[Given information Boundary: Start]
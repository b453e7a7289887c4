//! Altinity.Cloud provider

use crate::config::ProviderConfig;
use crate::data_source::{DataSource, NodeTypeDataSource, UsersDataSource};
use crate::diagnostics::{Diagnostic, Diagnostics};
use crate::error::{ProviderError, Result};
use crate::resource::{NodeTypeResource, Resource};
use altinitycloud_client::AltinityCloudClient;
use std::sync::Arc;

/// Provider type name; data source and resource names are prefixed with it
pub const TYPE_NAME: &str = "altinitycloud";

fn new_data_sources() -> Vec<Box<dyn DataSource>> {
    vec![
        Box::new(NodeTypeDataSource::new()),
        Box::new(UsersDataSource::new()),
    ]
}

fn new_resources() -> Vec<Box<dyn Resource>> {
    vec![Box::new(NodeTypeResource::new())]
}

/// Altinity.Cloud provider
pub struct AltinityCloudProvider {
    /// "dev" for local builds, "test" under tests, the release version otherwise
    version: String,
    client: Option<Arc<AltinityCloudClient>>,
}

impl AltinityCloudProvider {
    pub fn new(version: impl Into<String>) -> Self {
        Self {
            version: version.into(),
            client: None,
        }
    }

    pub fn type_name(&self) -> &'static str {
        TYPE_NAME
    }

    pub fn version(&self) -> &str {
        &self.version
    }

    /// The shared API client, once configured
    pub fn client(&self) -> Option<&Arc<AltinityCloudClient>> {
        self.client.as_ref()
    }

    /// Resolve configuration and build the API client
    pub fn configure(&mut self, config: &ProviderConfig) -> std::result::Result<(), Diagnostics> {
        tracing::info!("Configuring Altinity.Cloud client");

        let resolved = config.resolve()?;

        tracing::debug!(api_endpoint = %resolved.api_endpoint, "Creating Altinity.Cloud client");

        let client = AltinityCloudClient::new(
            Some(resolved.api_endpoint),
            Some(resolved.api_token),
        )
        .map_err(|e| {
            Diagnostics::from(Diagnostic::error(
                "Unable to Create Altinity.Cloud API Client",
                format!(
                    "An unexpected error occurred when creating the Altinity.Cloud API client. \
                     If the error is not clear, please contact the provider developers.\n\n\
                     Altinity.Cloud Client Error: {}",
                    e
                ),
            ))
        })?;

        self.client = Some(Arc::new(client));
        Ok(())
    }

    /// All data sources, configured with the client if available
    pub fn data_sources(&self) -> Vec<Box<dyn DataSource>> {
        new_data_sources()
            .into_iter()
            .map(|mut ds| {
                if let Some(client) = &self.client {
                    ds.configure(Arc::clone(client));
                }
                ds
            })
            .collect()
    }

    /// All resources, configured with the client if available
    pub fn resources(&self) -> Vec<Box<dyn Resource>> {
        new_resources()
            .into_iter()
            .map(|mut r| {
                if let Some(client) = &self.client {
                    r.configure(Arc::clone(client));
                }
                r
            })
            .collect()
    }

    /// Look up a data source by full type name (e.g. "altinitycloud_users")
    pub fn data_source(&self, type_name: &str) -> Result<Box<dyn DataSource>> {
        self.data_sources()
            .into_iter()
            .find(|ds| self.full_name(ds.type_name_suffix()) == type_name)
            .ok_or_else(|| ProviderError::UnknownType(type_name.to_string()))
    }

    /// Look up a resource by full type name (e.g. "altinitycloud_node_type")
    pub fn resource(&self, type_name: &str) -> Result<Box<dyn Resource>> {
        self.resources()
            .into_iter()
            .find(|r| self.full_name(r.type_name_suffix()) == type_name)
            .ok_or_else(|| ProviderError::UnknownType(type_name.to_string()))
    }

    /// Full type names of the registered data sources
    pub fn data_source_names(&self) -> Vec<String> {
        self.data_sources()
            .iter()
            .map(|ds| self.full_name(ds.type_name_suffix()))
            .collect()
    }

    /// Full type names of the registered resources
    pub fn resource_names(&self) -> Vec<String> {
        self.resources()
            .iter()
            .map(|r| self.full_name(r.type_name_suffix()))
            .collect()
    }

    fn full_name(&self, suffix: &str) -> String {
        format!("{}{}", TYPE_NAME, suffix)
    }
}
[Given information Boundary: End]
[Given information Boundary: Start]
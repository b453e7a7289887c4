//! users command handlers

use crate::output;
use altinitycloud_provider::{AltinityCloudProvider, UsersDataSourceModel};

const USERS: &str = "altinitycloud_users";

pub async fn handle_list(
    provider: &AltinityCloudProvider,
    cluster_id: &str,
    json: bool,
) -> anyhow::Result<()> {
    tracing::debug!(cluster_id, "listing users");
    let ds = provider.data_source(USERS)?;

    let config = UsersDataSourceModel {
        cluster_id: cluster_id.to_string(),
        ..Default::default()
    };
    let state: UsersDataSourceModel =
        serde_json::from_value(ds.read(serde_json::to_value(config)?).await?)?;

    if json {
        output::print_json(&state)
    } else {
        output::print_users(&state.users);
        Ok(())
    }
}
[Given information Boundary: End]
The answer must consist of every line from the records above that holds "debug".

        tracing::debug!(api_endpoint = %resolved.api_endpoint, "Creating Altinity.Cloud client");
    tracing::debug!(cluster_id, "listing users");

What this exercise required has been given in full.